S1266
Clinical - Urology
ESTRO 2026
Patients with low and favorable intermediate-risk prostate cancer were allocated with 1:1 central randomization, to 26 Gy; simultaneous integrated boost (SIB) DIL to 32 Gy in 2 fractions over 8 days or 36.25 Gy SIB DIL to 40 Gy in 5 fractions over 10-11 days. Every fraction was delivered using the MR- guided Adapt-to-Shape (ATS) workflow by Unity MR- Linac. Post-radiation WBC subpopulations change was analysed by a Linear mixed-effect model. Acute genitourinary (GU) and gastrointestinal (GI) AEs (CTCAE v5.0) were updated at prespecified 3-month posttreatment intervals after completion of enrollment. Results: Forty-four patients were randomized between December 2023 and August 2025 to 2-fraction SBRT (2F,n=21) or 5-fraction SBRT (5F,n=23). Median follow- up was 9 months (IQR 3-12). Baseline characteristics were similar between the two arms (Figure 1A). At Month1 follow-up, the mean WBC count was significantly decreased from baseline for both arms (2F: -8.3%, p=0.03 | 5F: -16.5%, p<0.001) and had not recovered to baseline levels afterward. However, no significant difference in WBC count when comparing between the 2 groups (p=0.94). Through the entire follow-up time, 5F demonstrated a lower absolute CD4+ counts ( Δ -74.1 cells/uL; 95%CI -188.5-40.3, p=0.21) compared to 2F without statistically significant differences with linear mix model analysis.
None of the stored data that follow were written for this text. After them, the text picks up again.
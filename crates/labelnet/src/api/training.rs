use axum::extract::State;
use axum::routing::post;
use axum::{Json, Router};
use labelnet_structs::{LossKind, OptimizerKind};
use ml_model::{Evaluation, History, LayerSummary};
use serde::Deserialize;

use super::access::{owned_model, visible_dataset};
use super::forms::lenient;
use super::{ApiError, AppState, CurrentUser};
use crate::workflow::{self, BuildOptions, TrainOptions};

#[derive(Debug, Deserialize)]
pub struct BuildModelBody {
    id: i64,

    #[serde(default, deserialize_with = "lenient")]
    optimizer: Option<OptimizerKind>,

    #[serde(default, deserialize_with = "lenient")]
    loss: Option<LossKind>,

    #[serde(default, deserialize_with = "lenient")]
    learning_rate: Option<f64>,

    #[serde(default, deserialize_with = "lenient")]
    dataset: Option<i64>,
}

impl BuildModelBody {
    fn options(&self) -> Result<BuildOptions, ApiError> {
        let required = |field: &str| ApiError::BadRequest(format!("{field} is required"));
        Ok(BuildOptions {
            optimizer: self.optimizer.ok_or_else(|| required("optimizer"))?,
            loss: self.loss.ok_or_else(|| required("loss"))?,
            learning_rate: self.learning_rate,
        })
    }
}

#[derive(Debug, Deserialize)]
pub struct TrainModelBody {
    model: i64,
    dataset: i64,

    #[serde(default, deserialize_with = "lenient")]
    epochs: Option<usize>,

    #[serde(default, deserialize_with = "lenient")]
    validation_split: Option<f64>,

    #[serde(default, deserialize_with = "lenient")]
    batch_size: Option<usize>,

    #[serde(default, deserialize_with = "lenient")]
    learning_rate: Option<f64>,

    #[serde(default, deserialize_with = "lenient")]
    seed: Option<u64>,
}

impl TrainModelBody {
    fn options(&self) -> TrainOptions {
        let defaults = TrainOptions::default();
        TrainOptions {
            epochs: self.epochs.unwrap_or(defaults.epochs),
            batch_size: self.batch_size.unwrap_or(defaults.batch_size),
            validation_split: self.validation_split.unwrap_or(defaults.validation_split),
            learning_rate: self.learning_rate,
            seed: self.seed.unwrap_or(defaults.seed),
        }
    }
}

#[derive(Debug, Deserialize)]
pub struct EvaluateModelBody {
    model: i64,
    dataset: i64,
}

/// Builds a model with fresh weights and returns the shape of every layer.
#[tracing::instrument(skip(user), fields(user_id = user.0.id))]
pub async fn build_model_handler(
    user: CurrentUser,
    Json(body): Json<BuildModelBody>,
) -> Result<Json<Vec<LayerSummary>>, ApiError> {
    let options = body.options()?;
    let model = owned_model(body.id, &user.0).await?;
    let dataset = match body.dataset {
        Some(id) => Some(visible_dataset(id, Some(user.0.id)).await?),
        None => None,
    };

    let summaries = workflow::build_model(&model, dataset.as_ref(), &options).await?;
    Ok(Json(summaries))
}

/// Trains a built model on an own or public dataset and returns the per-epoch history.
#[tracing::instrument(skip(user, state), fields(user_id = user.0.id))]
pub async fn train_model_handler(
    State(state): State<AppState>,
    user: CurrentUser,
    Json(body): Json<TrainModelBody>,
) -> Result<Json<History>, ApiError> {
    let options = body.options();
    options.validate(state.max_training_epochs)?;

    let model = owned_model(body.model, &user.0).await?;
    let dataset = visible_dataset(body.dataset, Some(user.0.id)).await?;

    let history = workflow::train_model(&model, &dataset, &options).await?;
    Ok(Json(history))
}

#[tracing::instrument(skip(user), fields(user_id = user.0.id))]
pub async fn evaluate_model_handler(
    user: CurrentUser,
    Json(body): Json<EvaluateModelBody>,
) -> Result<Json<Evaluation>, ApiError> {
    let model = owned_model(body.model, &user.0).await?;
    let dataset = visible_dataset(body.dataset, Some(user.0.id)).await?;

    Ok(Json(workflow::evaluate_model(&model, &dataset).await?))
}

pub fn router() -> Router<AppState> {
    Router::new()
        .route("/build-model/", post(build_model_handler))
        .route("/train-model/", post(train_model_handler))
        .route("/evaluate-model/", post(evaluate_model_handler))
}

#[cfg(test)]
mod tests {
    use super::*;

    #[test]
    fn test_build_body_parses_form_strings() {
        let body: BuildModelBody = serde_json::from_str(
            r#"{"id": 4, "optimizer": "Adam", "loss": "sparse_categorical_crossentropy", "dataset": ""}"#,
        )
        .unwrap();

        let options = body.options().unwrap();
        assert_eq!(options.optimizer, OptimizerKind::Adam);
        assert_eq!(options.loss, LossKind::SparseCategoricalCrossentropy);
        assert_eq!(options.learning_rate, None);
        assert_eq!(body.dataset, None);
    }

    #[test]
    fn test_build_body_requires_optimizer() {
        let body: BuildModelBody = serde_json::from_str(r#"{"id": 4, "loss": "mse"}"#).unwrap();
        assert!(matches!(body.options(), Err(ApiError::BadRequest(_))));
    }

    #[test]
    fn test_train_body_fills_defaults() {
        let body: TrainModelBody =
            serde_json::from_str(r#"{"model": 1, "dataset": 2, "epochs": "5", "validation_split": ""}"#)
                .unwrap();

        let options = body.options();
        assert_eq!(options.epochs, 5);
        assert_eq!(options.batch_size, 32);
        assert!((options.validation_split - TrainOptions::DEFAULT_VALIDATION_SPLIT).abs() < f64::EPSILON);
        assert!(options.validate(100).is_ok());
        assert!(options.validate(4).is_err());
    }
}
Also, no significant differences in mean CD8+ (p=0.92) and NK cell counts (p=0.58), absolute lymphocyte count (p=0.39), or absolute neutrophil count (p=0.59) were observed when comparing between the two groups (Figure 2D). Cumulative incidence of maximum acute GU AEs grade ≥ 2 was observed in 19.0% in 2F versus 21.7% in 5F without a significant difference (p=0·83). Grade 2 GU was highest at month 1 (19.0%) in 2F and plateaued through month 3, while in 5F, the peak grade 2 GU was 17.4% at month 2 and trended to recovery in month 3 (Figure 2B). Neither acute grade ≥ 3 GU AEs nor grade ≥ 2 GI adverse events were observed. The 3-month mean PSA showed no significant difference in decline from baseline between the two groups (-56.69% vs -53.19%, p=0.567).